__WHAT NEEDS TO BE DONE__: Filter the records below for the word "ImageSource". Copy each line that holds it.

——————————

//! Local storage backend for layers.
//!
//! Layers live under `<root>/layers/<hex>.tar.gz`, named by the digest of
//! their compressed bytes. Committing an archive that is already present is
//! a no-op, so identical build steps share one file.

use std::path::{Path, PathBuf};

use bootstack_common::constants::MAX_IMAGE_LAYERS;
use bootstack_common::error::{BootstackError, Result};

use crate::layer::{self, LayerRef};

/// Manages local storage of layers.
#[derive(Debug, Clone)]
pub struct StorageBackend {
    /// Root directory for all stored data.
    root: PathBuf,
}

impl StorageBackend {
    /// Opens or initializes the storage backend at the given root.
    ///
    /// # Errors
    ///
    /// Returns an error if the layer or scratch directory cannot be created.
    pub fn open(root: impl Into<PathBuf>) -> Result<Self> {
        let root = root.into();
        tracing::info!(path = %root.display(), "opening storage backend");
        for dir in [root.join("layers"), root.join("tmp")] {
            std::fs::create_dir_all(&dir).map_err(|e| BootstackError::io(&dir, e))?;
        }
        Ok(Self { root })
    }

    /// Returns the path to a layer archive given its digest hex.
    #[must_use]
    pub fn layer_path(&self, hex: &str) -> PathBuf {
        self.root.join("layers").join(format!("{hex}.tar.gz"))
    }

    /// Checks whether a layer exists in the local store.
    #[must_use]
    pub fn has_layer(&self, hex: &str) -> bool {
        self.layer_path(hex).exists()
    }

    /// Returns the root storage path.
    #[must_use]
    pub fn root(&self) -> &Path {
        &self.root
    }

    /// Creates a scratch directory under the store, removed on drop.
    ///
    /// Scratch space lives next to the layers so renames stay on one
    /// filesystem.
    ///
    /// # Errors
    ///
    /// Returns an error if the directory cannot be created.
    pub fn scratch_dir(&self, prefix: &str) -> Result<ScratchDir> {
        let path = self
            .root
            .join("tmp")
            .join(format!("{prefix}-{}", uuid::Uuid::new_v4().simple()));
        std::fs::create_dir_all(&path).map_err(|e| BootstackError::io(&path, e))?;
        Ok(ScratchDir { path })
    }

    /// Moves a finished gzip archive into the content-addressed store.
    ///
    /// # Errors
    ///
    /// Returns an error if the archive cannot be hashed or moved.
    pub fn commit_archive(&self, archive: &Path, created_by: &str) -> Result<LayerRef> {
        let digest = crate::hash::hash_file(archive)?;
        let dest = self.layer_path(digest.as_hex());
        if dest.exists() {
            std::fs::remove_file(archive).map_err(|e| BootstackError::io(archive, e))?;
        } else {
            std::fs::rename(archive, &dest).map_err(|e| BootstackError::io(&dest, e))?;
        }
        let size_bytes = std::fs::metadata(&dest)
            .map_err(|e| BootstackError::io(&dest, e))?
            .len();
        tracing::info!(digest = %digest, size = size_bytes, created_by, "layer committed");
        Ok(LayerRef {
            digest,
            size_bytes,
            created_by: created_by.to_string(),
        })
    }

    /// Packs `paths` under `root` into a new layer and commits it.
    ///
    /// # Errors
    ///
    /// Returns an error if packing or committing fails.
    pub fn commit_paths(&self, root: &Path, paths: &[PathBuf], created_by: &str) -> Result<LayerRef> {
        let scratch = self.scratch_dir("layer")?;
        let archive = scratch.path().join("layer.tar.gz");
        layer::write_archive(root, paths, &archive)?;
        self.commit_archive(&archive, created_by)
    }

    /// Packs an entire directory tree as one layer.
    ///
    /// # Errors
    ///
    /// Returns an error if the tree cannot be listed or packed.
    pub fn import_dir(&self, dir: &Path, created_by: &str) -> Result<LayerRef> {
        let paths = layer::list_tree(dir)?;
        self.commit_paths(dir, &paths, created_by)
    }

    /// Imports an existing tar archive (plain or gzip) as one layer.
    ///
    /// Plain archives are recompressed so every stored layer is gzip.
    ///
    /// # Errors
    ///
    /// Returns an error if the archive cannot be read or stored.
    pub fn import_archive(&self, archive: &Path, created_by: &str) -> Result<LayerRef> {
        let scratch = self.scratch_dir("import")?;
        let staged = scratch.path().join("layer.tar.gz");
        if layer::is_gzip_archive(archive)? {
            let _ = std::fs::copy(archive, &staged).map_err(|e| BootstackError::io(&staged, e))?;
        } else {
            let mut input =
                std::fs::File::open(archive).map_err(|e| BootstackError::io(archive, e))?;
            let output =
                std::fs::File::create(&staged).map_err(|e| BootstackError::io(&staged, e))?;
            let mut encoder = flate2::write::GzEncoder::new(output, flate2::Compression::default());
            let _ = std::io::copy(&mut input, &mut encoder)
                .map_err(|e| BootstackError::io(&staged, e))?;
            let _ = encoder.finish().map_err(|e| BootstackError::io(&staged, e))?;
        }
        self.commit_archive(&staged, created_by)
    }

    /// Extracts `layers` bottom to top into `target`; upper layers shadow
    /// lower ones at overlapping paths.
    ///
    /// # Errors
    ///
    /// Returns `NotFound` if a layer is missing from the store, or an error
    /// if the stack is too deep or extraction fails.
    pub fn materialize(&self, layers: &[LayerRef], target: &Path) -> Result<()> {
        if layers.len() > MAX_IMAGE_LAYERS {
            return Err(BootstackError::Config {
                message: format!(
                    "image has {} layers, limit is {MAX_IMAGE_LAYERS}",
                    layers.len()
                ),
            });
        }
        std::fs::create_dir_all(target).map_err(|e| BootstackError::io(target, e))?;
        for layer in layers {
            let path = self.layer_path(layer.digest.as_hex());
            if !path.exists() {
                return Err(BootstackError::NotFound {
                    kind: "layer",
                    id: layer.digest.to_string(),
                });
            }
            let _ = layer::extract_layer(&path, target)?;
        }
        tracing::debug!(count = layers.len(), target = %target.display(), "layer stack materialized");
        Ok(())
    }
}

/// Scratch directory deleted when dropped.
#[derive(Debug)]
pub struct ScratchDir {
    path: PathBuf,
}

impl ScratchDir {
    /// Path of the scratch directory.
    #[must_use]
    pub fn path(&self) -> &Path {
        &self.path
    }
}

impl Drop for ScratchDir {
    fn drop(&mut self) {
        if let Err(e) = std::fs::remove_dir_all(&self.path) {
            tracing::debug!(path = %self.path.display(), error = %e, "scratch cleanup failed");
        }
    }
}
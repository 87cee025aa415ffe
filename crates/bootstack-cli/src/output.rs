//! Human-readable byte and duration formatting for CLI output.

use std::time::Duration;

/// Formats a byte count into a human-readable string (e.g., "128.0 MiB").
#[allow(clippy::cast_precision_loss)]
#[must_use]
pub fn format_bytes(bytes: u64) -> String {
    const KIB: u64 = 1024;
    const MIB: u64 = KIB * 1024;
    const GIB: u64 = MIB * 1024;

    match bytes {
        b if b >= GIB => format!("{:.1} GiB", b as f64 / GIB as f64),
        b if b >= MIB => format!("{:.1} MiB", b as f64 / MIB as f64),
        b if b >= KIB => format!("{:.1} KiB", b as f64 / KIB as f64),
        b => format!("{b} B"),
    }
}

/// Formats a stage duration: milliseconds below one second, else seconds.
#[must_use]
pub fn format_duration(duration: Duration) -> String {
    if duration < Duration::from_secs(1) {
        format!("{}ms", duration.as_millis())
    } else {
        format!("{:.1}s", duration.as_secs_f64())
    }
}

#[cfg(test)]
mod tests {
    use super::*;

    #[test]
    fn format_bytes_picks_unit() {
        assert_eq!(format_bytes(512), "512 B");
        assert_eq!(format_bytes(2048), "2.0 KiB");
        assert_eq!(format_bytes(134_217_728), "128.0 MiB");
        assert_eq!(format_bytes(2_147_483_648), "2.0 GiB");
    }

    #[test]
    fn format_duration_switches_to_seconds() {
        assert_eq!(format_duration(Duration::from_millis(340)), "340ms");
        assert_eq!(format_duration(Duration::from_millis(1300)), "1.3s");
    }
}
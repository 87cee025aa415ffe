//! Base runtime stage: resolve the base image and unpack it.

use bootstack_common::error::BootstackError;
use bootstack_image::config::ImageConfig;
use bootstack_image::layer::LayerRef;
use bootstack_image::reference::ImageReference;
use bootstack_image::source::{self, ImageSource};

use crate::descriptor::recipe::ConfigDirective;
use crate::error::{BuildError, Result};
use crate::stage::{BuildContext, Stage};

/// Resolves the base reference, extracts its layers into the build rootfs,
/// and starts the image configuration from the base's.
#[derive(Debug, Clone)]
pub struct BaseStage {
    reference: String,
    directives: Vec<ConfigDirective>,
}

impl BaseStage {
    /// Creates the stage for a `FROM` reference plus descriptor metadata.
    #[must_use]
    pub const fn new(reference: String, directives: Vec<ConfigDirective>) -> Self {
        Self {
            reference,
            directives,
        }
    }

    fn unresolved(&self, reason: impl ToString) -> BuildError {
        BuildError::BaseImageUnresolved {
            reference: self.reference.clone(),
            reason: reason.to_string(),
        }
    }

    fn resolve(&self, ctx: &BuildContext<'_>) -> Result<(Vec<LayerRef>, ImageConfig)> {
        if source::is_source_uri(&self.reference) {
            let created_by = format!("base {}", self.reference);
            let source = source::resolve_source(&self.reference).map_err(|e| self.unresolved(e))?;
            let layer = match source {
                ImageSource::File(dir) => ctx.storage.import_dir(&dir, &created_by)?,
                ImageSource::Tar(archive) => ctx.storage.import_archive(&archive, &created_by)?,
                ImageSource::Remote { url, sha256 } => {
                    let scratch = ctx.storage.scratch_dir("fetch")?;
                    let archive = source::fetch_remote(&url, &sha256, scratch.path())
                        .map_err(|e| self.unresolved(e))?;
                    ctx.storage.import_archive(&archive, &created_by)?
                }
            };
            return Ok((vec![layer], ImageConfig::base()));
        }

        let reference = ImageReference::parse(&self.reference).map_err(|e| self.unresolved(e))?;
        let entry = ctx
            .catalog
            .find(&reference.key())
            .map_err(|e| self.unresolved(e))?;
        if let Some(digest) = &reference.digest {
            if digest.as_hex() != entry.id.as_str() {
                return Err(self.unresolved(format!(
                    "pinned to {digest} but catalog has sha256:{}",
                    entry.id
                )));
            }
        }
        Ok((entry.layers, entry.config))
    }

    fn apply_directives(&self, config: &mut ImageConfig) {
        for directive in &self.directives {
            match directive {
                ConfigDirective::Env(key, value) => config.set_env(key.clone(), value.clone()),
                ConfigDirective::Workdir(path) => config.workdir = config.resolve_path(path),
                ConfigDirective::Label(key, value) => {
                    let _ = config.labels.insert(key.clone(), value.clone());
                }
                ConfigDirective::Expose(port) => {
                    if !config.exposed_ports.contains(port) {
                        config.exposed_ports.push(port.clone());
                    }
                }
            }
        }
    }
}

impl Stage for BaseStage {
    fn name(&self) -> &'static str {
        "base"
    }

    fn apply(&self, ctx: &mut BuildContext<'_>) -> Result<()> {
        let (layers, mut config) = self.resolve(ctx)?;
        tracing::info!(reference = %self.reference, layers = layers.len(), "base image resolved");

        ctx.storage
            .materialize(&layers, &ctx.rootfs)
            .map_err(|e| match e {
                BootstackError::NotFound { .. } => self.unresolved(e),
                other => other.into(),
            })?;

        self.apply_directives(&mut config);
        ctx.config = config;
        ctx.layers = layers;
        ctx.base = Some(self.reference.clone());
        Ok(())
    }
}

——————————

__EXPECTED OUTPUT__:
use bootstack_image::source::{self, ImageSource};
                ImageSource::File(dir) => ctx.storage.import_dir(&dir, &created_by)?,
                ImageSource::Tar(archive) => ctx.storage.import_archive(&archive, &created_by)?,
                ImageSource::Remote { url, sha256 } => {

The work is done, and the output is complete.